第五节 寡核苷酸探针的制备

利用寡核苷酸自动合成仪,可很简单地合成制备寡核苷酸探针(如15~50bp),这类探针具有以下优点:①短的探针比长探针杂交速度快,特异性强。②可以在短时间内大量制备。③在合成中进行标记制成探针。④可合成单链探针,避免了用双链DNA探针在杂交中自我复性,提高杂交效率。⑤寡核苷酸探针可以检测小DNA片段,在严格的杂交条件下,可用于检测在序列中单碱基对的错配。

因此,寡核苷酸探针的研究,对于提高核酸杂交技术的特异性和敏感性,扩大应用范围有重要意义。

常用的寡核苷酸探针有3种:①特定序列的单一寡核苷酸探针;②较短的简并性较高的成套寡核苷酸探针;③较长而简并性较低的成套寡核苷酸探针。多用32P标记寡核苷酸探针,如:1)通过T4噬菌体多核苷酸激酶催化的磷酸化反应标记合成的寡核苷酸探针,在合成寡核苷酸时期5’端缺少一个磷酸基,因而易用T4噬菌体多核苷酸激酶进行磷酸化反应,而将α-32P从[γ-32P]ATP转移至其5’端。这种磷酸化反应最多能使每一寡核苷酸分子中掺入一个32P原子。2)用大肠杆菌DNA聚合酶i Klenow片段标记合成的寡核苷酸探针,其比活性更高,每一寡核苷酸分子可带有若干个放射性原子,放射性比活度可高达2×1010计数/(min·mg)。

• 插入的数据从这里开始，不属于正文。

//! Declaration helpers for common layer shapes.
//!
//! A [`ParamScope`] is a name prefix over a [`ParameterSet`], the way a var
//! builder is scoped with `pp`. Layers declare their parameters relative to
//! the scope they are given.

use paramap_common::{DataType, ParamKind, ParamSpec, ParameterSet, Result};

pub struct ParamScope<'a> {
    params: &'a mut ParameterSet,
    prefix: String,
    dtype: DataType,
}

impl<'a> ParamScope<'a> {
    pub fn root(params: &'a mut ParameterSet, dtype: DataType) -> Self {
        Self { params, prefix: String::new(), dtype }
    }

    /// Scope nested under `name`
    pub fn pp(&mut self, name: impl AsRef<str>) -> ParamScope<'_> {
        let prefix = self.path(name.as_ref());
        ParamScope { params: &mut *self.params, prefix, dtype: self.dtype }
    }

    fn path(&self, name: &str) -> String {
        if self.prefix.is_empty() { name.to_string() } else { format!("{}.{name}", self.prefix) }
    }

    pub fn param(&mut self, name: &str, shape: &[usize], kind: ParamKind) -> Result<()> {
        let path = self.path(name);
        self.params.insert(path, ParamSpec::new(shape.to_vec(), self.dtype, kind))
    }

    /// `weight [out, in]` plus an optional `bias [out]`
    pub fn linear(&mut self, name: &str, in_features: usize, out_features: usize, bias: bool) -> Result<()> {
        let mut scope = self.pp(name);
        scope.param("weight", &[out_features, in_features], ParamKind::Linear)?;
        if bias {
            scope.param("bias", &[out_features], ParamKind::Bias)?;
        }
        Ok(())
    }

    pub fn layer_norm(&mut self, name: &str, dim: usize) -> Result<()> {
        let mut scope = self.pp(name);
        scope.param("weight", &[dim], ParamKind::Norm)?;
        scope.param("bias", &[dim], ParamKind::Norm)
    }

    pub fn rms_norm(&mut self, name: &str, dim: usize) -> Result<()> {
        self.pp(name).param("weight", &[dim], ParamKind::Norm)
    }

    pub fn embedding(&mut self, name: &str, num: usize, dim: usize) -> Result<()> {
        self.pp(name).param("weight", &[num, dim], ParamKind::Embedding)
    }

    /// Square-kernel 2-D convolution, `weight [out, in, k, k]`
    pub fn conv2d(&mut self, name: &str, in_channels: usize, out_channels: usize, kernel: usize, bias: bool) -> Result<()> {
        let mut scope = self.pp(name);
        scope.param("weight", &[out_channels, in_channels, kernel, kernel], ParamKind::Conv)?;
        if bias {
            scope.param("bias", &[out_channels], ParamKind::Bias)?;
        }
        Ok(())
    }
}
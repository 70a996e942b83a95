//! Record of how a quantization strategy decomposed each parameter.
//!
//! A [`QuantizeMapping`] is keyed by the pre-quantization destination name
//! (`...qkv_proj.weight`). Each [`QuantizeRule`] lists the artifacts that
//! replaced it in the parameter set and carries the [`QuantizeOp`] that
//! derives both their shapes and their data from the dense weight.

use crate::{ActivationStats, AwqQuantize, GroupQuantize};
use candle_core::Tensor;
use indexmap::IndexMap;
use paramap_common::{DataType, MappingError, QuantizationError, Result};
use serde::Serialize;

/// One tensor produced by quantizing a dense parameter
#[derive(Debug, Clone, PartialEq, Eq, Serialize)]
pub struct QuantizedArtifact {
    pub name: String,
    pub shape: Vec<usize>,
    pub dtype: DataType,
}

/// The quantization operator of one rule
#[derive(Debug, Clone, PartialEq, Serialize)]
#[serde(tag = "kind", rename_all = "kebab-case")]
pub enum QuantizeOp {
    GroupQuant(GroupQuantize),
    Awq(AwqQuantize),
}

impl QuantizeOp {
    /// Artifacts this operator produces for a weight of `shape` living under
    /// module path `module` (the name without its trailing `.weight`)
    pub fn artifacts(&self, module: &str, shape: &[usize]) -> Result<Vec<QuantizedArtifact>> {
        match self {
            QuantizeOp::GroupQuant(q) => q.artifacts(module, shape),
            QuantizeOp::Awq(q) => q.artifacts(module, shape),
        }
    }

    /// Quantize one dense weight, artifacts in [`QuantizeOp::artifacts`] order.
    /// Only AWQ uses `activations`.
    pub fn quantize(&self, weight: &Tensor, activations: Option<&[f32]>) -> Result<Vec<Tensor>> {
        match self {
            QuantizeOp::GroupQuant(q) => q.quantize_weight(weight),
            QuantizeOp::Awq(q) => q.quantize_weight(weight, activations),
        }
    }

    pub fn uses_activations(&self) -> bool {
        matches!(self, QuantizeOp::Awq(_))
    }
}

/// Decomposition of one dense parameter
#[derive(Debug, Clone, PartialEq, Serialize)]
pub struct QuantizeRule {
    pub source_shape: Vec<usize>,
    pub source_dtype: DataType,
    pub artifacts: Vec<QuantizedArtifact>,
    pub op: QuantizeOp,
}

impl QuantizeRule {
    /// Quantize `weight` and check every output against the declared artifacts
    pub fn apply(&self, name: &str, weight: &Tensor) -> Result<Vec<(String, Tensor)>> {
        self.apply_with_stats(name, weight, &ActivationStats::new())
    }

    /// [`QuantizeRule::apply`] with the calibration statistics recorded for `name`
    pub fn apply_with_stats(
        &self,
        name: &str,
        weight: &Tensor,
        stats: &ActivationStats,
    ) -> Result<Vec<(String, Tensor)>> {
        if weight.dims() != self.source_shape.as_slice() {
            return Err(MappingError::ShapeMismatch {
                name: name.to_string(),
                expected: self.source_shape.clone(),
                actual: weight.dims().to_vec(),
            }
            .into());
        }

        let outputs = self.op.quantize(weight, stats.get(name))?;
        if outputs.len() != self.artifacts.len() {
            return Err(QuantizationError::QuantizationFailed {
                reason: format!(
                    "{name}: operator produced {} tensors for {} artifacts",
                    outputs.len(),
                    self.artifacts.len()
                ),
            }
            .into());
        }

        self.artifacts
            .iter()
            .zip(outputs)
            .map(|(artifact, tensor)| {
                if tensor.dims() != artifact.shape.as_slice() {
                    return Err(MappingError::ShapeMismatch {
                        name: artifact.name.clone(),
                        expected: artifact.shape.clone(),
                        actual: tensor.dims().to_vec(),
                    }
                    .into());
                }
                let actual = DataType::from_candle(tensor.dtype())?;
                if actual != artifact.dtype {
                    return Err(MappingError::DtypeMismatch {
                        name: artifact.name.clone(),
                        expected: artifact.dtype.to_string(),
                        actual: actual.to_string(),
                    }
                    .into());
                }
                Ok((artifact.name.clone(), tensor))
            })
            .collect()
    }
}

/// Destination name → [`QuantizeRule`], filled by a strategy's rewrite
#[derive(Debug, Clone, Default, PartialEq, Serialize)]
pub struct QuantizeMapping {
    rules: IndexMap<String, QuantizeRule>,
}

impl QuantizeMapping {
    pub fn new() -> Self {
        Self::default()
    }

    pub fn insert(&mut self, name: impl Into<String>, rule: QuantizeRule) -> Result<()> {
        let name = name.into();
        if self.rules.contains_key(&name) {
            return Err(MappingError::DuplicateDestination { name }.into());
        }
        self.rules.insert(name, rule);
        Ok(())
    }

    pub fn get(&self, name: &str) -> Option<&QuantizeRule> {
        self.rules.get(name)
    }

    pub fn contains(&self, name: &str) -> bool {
        self.rules.contains_key(name)
    }

    /// Artifact names `name` decomposes into
    pub fn artifact_names(&self, name: &str) -> Option<Vec<&str>> {
        self.rules.get(name).map(|rule| rule.artifacts.iter().map(|a| a.name.as_str()).collect())
    }

    pub fn iter(&self) -> impl Iterator<Item = (&str, &QuantizeRule)> {
        self.rules.iter().map(|(name, rule)| (name.as_str(), rule))
    }

    pub fn len(&self) -> usize {
        self.rules.len()
    }

    pub fn is_empty(&self) -> bool {
        self.rules.is_empty()
    }
}
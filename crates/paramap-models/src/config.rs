//! Loading and validation shared by the model configurations

use paramap_common::{ParamapError, Result};
use serde::de::DeserializeOwned;
use serde_json::Value;
use std::path::Path;

/// A model configuration read from a checkpoint's `config.json`.
///
/// Every constructor validates; an instance is always consistent.
pub trait ModelConfig: DeserializeOwned + Sized {
    fn validate(&self) -> Result<()>;

    fn from_value(value: Value) -> Result<Self> {
        let config: Self = serde_json::from_value(value)?;
        config.validate()?;
        Ok(config)
    }

    fn from_json(json: &str) -> Result<Self> {
        Self::from_value(serde_json::from_str(json)?)
    }

    fn from_file(path: &Path) -> Result<Self> {
        let content = std::fs::read_to_string(path)?;
        Self::from_json(&content)
    }
}

pub(crate) fn require_nonzero(context: &str, fields: &[(&str, usize)]) -> Result<()> {
    if let Some((name, _)) = fields.iter().find(|(_, value)| *value == 0) {
        return Err(ParamapError::Config(format!("{context}.{name} must be greater than 0")));
    }
    Ok(())
}

pub(crate) fn require_divisible(context: &str, (a_name, a): (&str, usize), (b_name, b): (&str, usize)) -> Result<()> {
    if a % b != 0 {
        return Err(ParamapError::Config(format!(
            "{context}.{a_name} ({a}) must be divisible by {context}.{b_name} ({b})"
        )));
    }
    Ok(())
}
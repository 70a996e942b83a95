//! Static table of supported model families.
//!
//! A family is found by its `model_type` and knows which checkpoint formats
//! it can map from and which quantization kinds it accepts.

use crate::config::ModelConfig;
use crate::{imp, phiva};
use paramap_common::{ModelError, ParamapError, ParameterSet, Result};
use paramap_loader::ExternMapping;
use paramap_quantization::{Quantization, QuantizationKind, QuantizeMapping, QuantizeStrategy};
use serde::Serialize;
use serde_json::Value;
use std::fmt;
use std::str::FromStr;
use tracing::info;

/// Layout of the source checkpoint
#[derive(Debug, Clone, Copy, PartialEq, Eq, Hash, Serialize)]
#[serde(rename_all = "lowercase")]
pub enum SourceFormat {
    /// Dense HuggingFace weights
    HuggingFace,
    /// Weights already quantized by AWQ
    Awq,
}

impl SourceFormat {
    pub fn as_str(&self) -> &'static str {
        match self {
            SourceFormat::HuggingFace => "huggingface",
            SourceFormat::Awq => "awq",
        }
    }

    /// Quantization kind a checkpoint in this format is already in
    pub fn required_quantization(&self) -> Option<QuantizationKind> {
        match self {
            SourceFormat::HuggingFace => None,
            SourceFormat::Awq => Some(QuantizationKind::Awq),
        }
    }
}

impl fmt::Display for SourceFormat {
    fn fmt(&self, f: &mut fmt::Formatter<'_>) -> fmt::Result {
        f.write_str(self.as_str())
    }
}

impl FromStr for SourceFormat {
    type Err = ParamapError;

    fn from_str(s: &str) -> Result<Self> {
        match s.to_ascii_lowercase().as_str() {
            "huggingface" | "huggingface-torch" | "huggingface-safetensor" => Ok(SourceFormat::HuggingFace),
            "awq" => Ok(SourceFormat::Awq),
            other => Err(ParamapError::Config(format!("Unknown source format: {other}"))),
        }
    }
}

/// Everything needed to convert one checkpoint
#[derive(Debug, Clone, Serialize)]
pub struct ConversionPlan {
    pub model_type: String,
    pub source_format: SourceFormat,
    pub quantization: Quantization,
    /// Parameters of the converted model, after quantization
    pub params: ParameterSet,
    pub extern_mapping: ExternMapping,
    /// Rules applied to mapped tensors; empty for already quantized sources
    pub quantize_mapping: QuantizeMapping,
}

type BuildFn = fn(&Value, SourceFormat, &Quantization) -> Result<(ParameterSet, QuantizeMapping, ExternMapping)>;

pub struct ModelFamily {
    pub name: &'static str,
    pub description: &'static str,
    pub source_formats: &'static [SourceFormat],
    pub quantization_kinds: &'static [QuantizationKind],
    build: BuildFn,
}

impl ModelFamily {
    pub fn supports_source(&self, format: SourceFormat) -> bool {
        self.source_formats.contains(&format)
    }

    pub fn supports_quantization(&self, kind: QuantizationKind) -> bool {
        self.quantization_kinds.contains(&kind)
    }
}

impl fmt::Debug for ModelFamily {
    fn fmt(&self, f: &mut fmt::Formatter<'_>) -> fmt::Result {
        f.debug_struct("ModelFamily")
            .field("name", &self.name)
            .field("source_formats", &self.source_formats)
            .field("quantization_kinds", &self.quantization_kinds)
            .finish()
    }
}

fn build_phiva(
    value: &Value,
    source: SourceFormat,
    quantization: &Quantization,
) -> Result<(ParameterSet, QuantizeMapping, ExternMapping)> {
    let config = phiva::PhivaConfig::from_value(value.clone())?;
    let (params, quant_map) = phiva::quantize(&config, quantization)?;
    match source {
        SourceFormat::HuggingFace => {
            Ok((params, quant_map, phiva::loader::huggingface(&config, quantization)?))
        }
        SourceFormat::Awq => {
            Ok((params, QuantizeMapping::new(), phiva::loader::awq(&config, quantization)?))
        }
    }
}

fn build_imp(
    value: &Value,
    source: SourceFormat,
    quantization: &Quantization,
) -> Result<(ParameterSet, QuantizeMapping, ExternMapping)> {
    let config = imp::ImpConfig::from_value(value.clone())?;
    let (params, quant_map) = imp::quantize(&config, quantization)?;
    match source {
        SourceFormat::HuggingFace => Ok((params, quant_map, imp::loader::huggingface(&config, quantization)?)),
        SourceFormat::Awq => Err(ModelError::UnsupportedSource {
            model_type: "imp".to_string(),
            format: source.to_string(),
        }
        .into()),
    }
}

const ALL_KINDS: &[QuantizationKind] =
    &[QuantizationKind::NoQuant, QuantizationKind::GroupQuant, QuantizationKind::Awq];

pub static MODELS: &[ModelFamily] = &[
    ModelFamily {
        name: "phiva",
        description: "Phi-3 language model with a CLIP vision tower",
        source_formats: &[SourceFormat::HuggingFace, SourceFormat::Awq],
        quantization_kinds: ALL_KINDS,
        build: build_phiva,
    },
    ModelFamily {
        name: "imp",
        description: "Phi-2 language model with a SigLIP vision tower",
        source_formats: &[SourceFormat::HuggingFace],
        quantization_kinds: ALL_KINDS,
        build: build_imp,
    },
];

pub fn lookup(model_type: &str) -> Result<&'static ModelFamily> {
    MODELS
        .iter()
        .find(|family| family.name == model_type)
        .ok_or_else(|| ModelError::UnknownModelType { model_type: model_type.to_string() }.into())
}

/// Build the parameter set, extern mapping and quantize mapping for one
/// checkpoint of `model_type` described by `config` (its `config.json`).
pub fn plan(
    model_type: &str,
    config: &Value,
    source_format: SourceFormat,
    quantization: &Quantization,
) -> Result<ConversionPlan> {
    let family = lookup(model_type)?;
    if !family.supports_source(source_format) {
        return Err(ModelError::UnsupportedSource {
            model_type: model_type.to_string(),
            format: source_format.to_string(),
        }
        .into());
    }
    let kind = quantization.kind();
    let required = source_format.required_quantization();
    if !family.supports_quantization(kind) || required.is_some_and(|r| r != kind) {
        return Err(ModelError::UnsupportedQuantization {
            model_type: format!("{model_type} from {source_format}"),
            kind: kind.to_string(),
        }
        .into());
    }

    let (params, quantize_mapping, extern_mapping) = (family.build)(config, source_format, quantization)?;
    info!(
        model_type,
        source = %source_format,
        quantization = quantization.name(),
        params = params.len(),
        entries = extern_mapping.len(),
        "planned conversion"
    );
    Ok(ConversionPlan {
        model_type: model_type.to_string(),
        source_format,
        quantization: quantization.clone(),
        params,
        extern_mapping,
        quantize_mapping,
    })
}
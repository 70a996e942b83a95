//! Calibration statistics consumed by activation-aware quantization

use indexmap::IndexMap;
use paramap_common::{QuantizationError, Result};
use serde::{Deserialize, Serialize};

/// Mean absolute activation of each input channel, keyed by the dense weight
/// name (`h.0.mixer.qkv_proj.weight`) whose input it measures.
#[derive(Debug, Clone, Default, PartialEq, Serialize, Deserialize)]
#[serde(transparent)]
pub struct ActivationStats {
    channels: IndexMap<String, Vec<f32>>,
}

impl ActivationStats {
    pub fn new() -> Self {
        Self::default()
    }

    /// Record the magnitudes for `weight`, replacing earlier ones.
    /// Magnitudes must be finite and non-negative.
    pub fn insert(&mut self, weight: impl Into<String>, magnitudes: Vec<f32>) -> Result<()> {
        let weight = weight.into();
        if magnitudes.is_empty() {
            return Err(QuantizationError::QuantizationFailed {
                reason: format!("no activation statistics given for {weight}"),
            }
            .into());
        }
        if let Some(bad) = magnitudes.iter().find(|m| !m.is_finite() || **m < 0.0) {
            return Err(QuantizationError::QuantizationFailed {
                reason: format!("invalid activation magnitude {bad} for {weight}"),
            }
            .into());
        }
        self.channels.insert(weight, magnitudes);
        Ok(())
    }

    pub fn get(&self, weight: &str) -> Option<&[f32]> {
        self.channels.get(weight).map(Vec::as_slice)
    }

    pub fn names(&self) -> impl Iterator<Item = &str> {
        self.channels.keys().map(String::as_str)
    }

    pub fn len(&self) -> usize {
        self.channels.len()
    }

    pub fn is_empty(&self) -> bool {
        self.channels.is_empty()
    }
}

DNA聚合酶i Klenow片段标记合成寡核苷酸探针

附图 DNA聚合酶i Klenow片段标记合成寡核苷酸探针

寡核苷酸探针的非放射性标记时,可用以下几种方法:

1.酶延伸法合成与探针目的基因的3’-端一段互补的寡核苷核序列,此序列的5’-端多加一个A,与目的基因片段退火,再用Klenow酶延伸,使bio –dUTP掺入探针的3’末端。

2.5’磷酸末端标记法带5’-磷酸的寡核苷酸探针,在咪唑缓冲液中用水溶性碳二亚胺(EDC)处理,可生成活性的磷酸咪唑中间体,与过量的乙二胺作用,就可以引入一个带氨基的接臂。用活化生物素标记就可以得到5’-磷酸标记的寡核苷酸探针。

3.酶标探针法用双功能联接剂如辛二酸双羟基琥珀亚胺酯联接寡核苷酸和碱磷酶,可以生成1:1的酶标寡核苷酸探针。此法省略了生物素-亲合素中间步骤,可减少非特异性反应。

4.生物素酰肼胞嘧啶修饰法在亚硫酸盐催化下,生物素酰肼可置换寡核苷酸探针中胞嘧啶上的氨基而得生物素化寡核苷酸探针。

5.寡核苷酸的酶促加尾标记法在末端转移酶的作用下,用非放射性物质修饰的核苷酸(生物素dATP;生物素-dUTP;地高辛-dUTP)可加到DNA的3’末端,每个探针DNA可加上10~20个修饰碱基。

(1)取-0.5ml硅化塑料离心管,插入冰浴中,加入寡核苷酸(3pmol)×μl,5×加尾缓冲液20μl,5.0mmol/l dUTP 4μl(终浓度200μmol/L),修饰的dNTP(生物素-dUTP;生物素-dATP;地高辛-dUTP)×μl(终浓度100μmol/L),加入至100μl,混匀后加入末端转移酶5u。37℃反应1h。

(2)探针纯化:乙醇沉淀法:加入50μg tRNA,15ul 4mol/L醋酸钠和375μl无水乙醇,混匀,-20℃1h,高速离心10min,弃上清,用70%乙醇和无水乙醇再反复洗沉淀,晾干,再溶于水中,浓度为500ng/ml。

常用试剂配制方法[见附录二“(四)关于探针的标记”部分]。